So the new task is to create an interior set design but not just any set design, we need to show time passing and an event happening with just the room, no characters, no talking, just the room and some sound effects. These sets will then be on display at the Geffrye Museum – for people to actually see!

First port of call - Geffrye Museum! So we spent the day here doing some visual research, looking at the rooms we liked and decided on a time period we wanted to work with. After walking through every room a couple of times I decided the room I liked most was the room from 1965. Due to this I decided I wanted my set to be based in the 60’s

After taking some sketches and some notes, the next job was to do some brain storming – decided on a rough idea of what I might want my set to look like then doing some research on furniture and items I might use in my own set.
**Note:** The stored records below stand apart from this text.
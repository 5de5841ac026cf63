//! Generic list controller shared by every editable resource screen.

pub mod config;
pub mod controller;
pub mod error;
pub mod gateway;
pub mod notify;
pub mod payload;
pub mod session;
pub mod store;
pub mod traits;

pub use config::{ApiConfig, ConfigError, ResourceKind};
pub use controller::{ResourceListController, SubmitOutcome};
pub use error::GatewayError;
pub use gateway::{HttpGateway, ResourceGateway, Verb};
pub use notify::{Notification, NotificationLevel, Notifier};
pub use payload::{FieldBag, FileUpload, ImageField};
pub use session::SessionState;
pub use traits::Resource;
//! Endpoint configuration for the storefront API.
//!
//! Defaults are embedded in the bundle; the base URL can be fixed at build
//! time through the `API_URL` environment variable. An empty base URL sends
//! requests to the page origin.

use serde::Deserialize;
use std::collections::BTreeMap;
use thiserror::Error;

/// Default configuration embedded in the bundle
const DEFAULT_CONFIG: &str = r#"
base_url = ""
timeout_ms = 15000

[resources.category]
list = "/auth/get-categories"
create = "/auth/add-category"

[resources.model]
list = "/auth/get-models"
create = "/auth/add-model"

[resources.hero]
list = "/auth/get-hero"
create = "/auth/add-hero"
delete = "/auth/delete-hero/{id}"

[resources.product]
list = "/auth/get-products"
create = "/auth/add-product"
update = "/auth/update-product/{id}"
delete = "/auth/delete-product/{id}"
"#;

const DEFAULT_TIMEOUT_MS: u32 = 15_000;

/// Resource collections managed by the console
#[derive(Debug, Clone, Copy, PartialEq, Eq, Hash)]
pub enum ResourceKind {
    Category,
    Model,
    Hero,
    Product,
}

impl ResourceKind {
    pub fn as_str(&self) -> &'static str {
        match self {
            Self::Category => "category",
            Self::Model => "model",
            Self::Hero => "hero",
            Self::Product => "product",
        }
    }
}

#[derive(Debug, Error)]
pub enum ConfigError {
    #[error("invalid API configuration: {0}")]
    Parse(#[from] toml::de::Error),
    #[error("no endpoints configured for resource `{0}`")]
    MissingResource(&'static str),
}

/// Endpoint paths of one collection. `{id}` is replaced by the entity id.
#[derive(Debug, Clone, PartialEq, Eq, Deserialize)]
pub struct ResourcePaths {
    pub list: String,
    pub create: String,
    #[serde(default)]
    pub update: Option<String>,
    #[serde(default)]
    pub delete: Option<String>,
}

#[derive(Debug, Clone, Deserialize)]
pub struct ApiConfig {
    #[serde(default)]
    pub base_url: String,
    #[serde(default = "default_timeout_ms")]
    pub timeout_ms: u32,
    pub resources: BTreeMap<String, ResourcePaths>,
}

fn default_timeout_ms() -> u32 {
    DEFAULT_TIMEOUT_MS
}

impl ApiConfig {
    pub fn from_toml(source: &str) -> Result<Self, ConfigError> {
        Ok(toml::from_str(source)?)
    }

    /// Embedded defaults plus the build-time `API_URL` override
    pub fn load() -> Result<Self, ConfigError> {
        let mut config = Self::from_toml(DEFAULT_CONFIG)?;
        if let Some(url) = option_env!("API_URL") {
            log::info!("Using API base URL from build environment: {}", url);
            config.base_url = url.to_string();
        }
        Ok(config)
    }

    pub fn with_base_url(mut self, base_url: impl Into<String>) -> Self {
        self.base_url = base_url.into();
        self
    }

    pub fn paths(&self, kind: ResourceKind) -> Result<&ResourcePaths, ConfigError> {
        self.resources
            .get(kind.as_str())
            .ok_or(ConfigError::MissingResource(kind.as_str()))
    }

    /// Join the base URL and an endpoint path
    pub fn url(&self, path: &str) -> String {
        let base = self.base_url.trim_end_matches('/');
        if path.starts_with('/') {
            format!("{}{}", base, path)
        } else {
            format!("{}/{}", base, path)
        }
    }

    /// URL of an endpoint template with `{id}` substituted (percent-encoded)
    pub fn url_for_id(&self, template: &str, id: &str) -> String {
        let path = template.replace("{id}", &urlencoding::encode(id));
        self.url(&path)
    }
}

#[cfg(test)]
mod tests {
    use super::*;

    #[test]
    fn test_default_config_loads() {
        let config = ApiConfig::from_toml(DEFAULT_CONFIG).unwrap();
        assert_eq!(config.timeout_ms, 15_000);
        for kind in [
            ResourceKind::Category,
            ResourceKind::Model,
            ResourceKind::Hero,
            ResourceKind::Product,
        ] {
            assert!(config.paths(kind).is_ok(), "missing {}", kind.as_str());
        }
        let product = config.paths(ResourceKind::Product).unwrap();
        assert_eq!(product.update.as_deref(), Some("/auth/update-product/{id}"));
        assert!(config.paths(ResourceKind::Category).unwrap().update.is_none());
    }

    #[test]
    fn test_url_joining() {
        let config = ApiConfig::from_toml(DEFAULT_CONFIG)
            .unwrap()
            .with_base_url("https://api.shop.test/");
        assert_eq!(
            config.url("/auth/get-hero"),
            "https://api.shop.test/auth/get-hero"
        );
        assert_eq!(
            config.url_for_id("/auth/delete-product/{id}", "a b/c"),
            "https://api.shop.test/auth/delete-product/a%20b%2Fc"
        );
    }

    #[test]
    fn test_same_origin_when_base_is_empty() {
        let config = ApiConfig::from_toml(DEFAULT_CONFIG).unwrap();
        assert_eq!(config.url("/auth/get-models"), "/auth/get-models");
    }

    #[test]
    fn test_missing_resource_is_reported() {
        let config = ApiConfig::from_toml(
            r#"
            [resources.hero]
            list = "/h"
            create = "/h"
            "#,
        )
        .unwrap();
        assert_eq!(config.timeout_ms, DEFAULT_TIMEOUT_MS);
        assert!(matches!(
            config.paths(ResourceKind::Product),
            Err(ConfigError::MissingResource("product"))
        ));
    }
}
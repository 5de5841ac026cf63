//! Wire contracts shared between the admin console and the storefront API.

pub mod domain;
pub mod shared;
Then came the creative part! Making the set! The key part of making the set was to do so using found materials and recycling, not buying miniature furniture! So this made the building much harder but so much more fun, we had to be more creative and see past a pile of rubbish. I teamed up for this job with Cleo as he was making a room from the 60’s and our disruption idea and our room owner were almost the same, this made the building easier as we shared jobs and made our own parts. We remade our set around 4 times before we made it to our final set.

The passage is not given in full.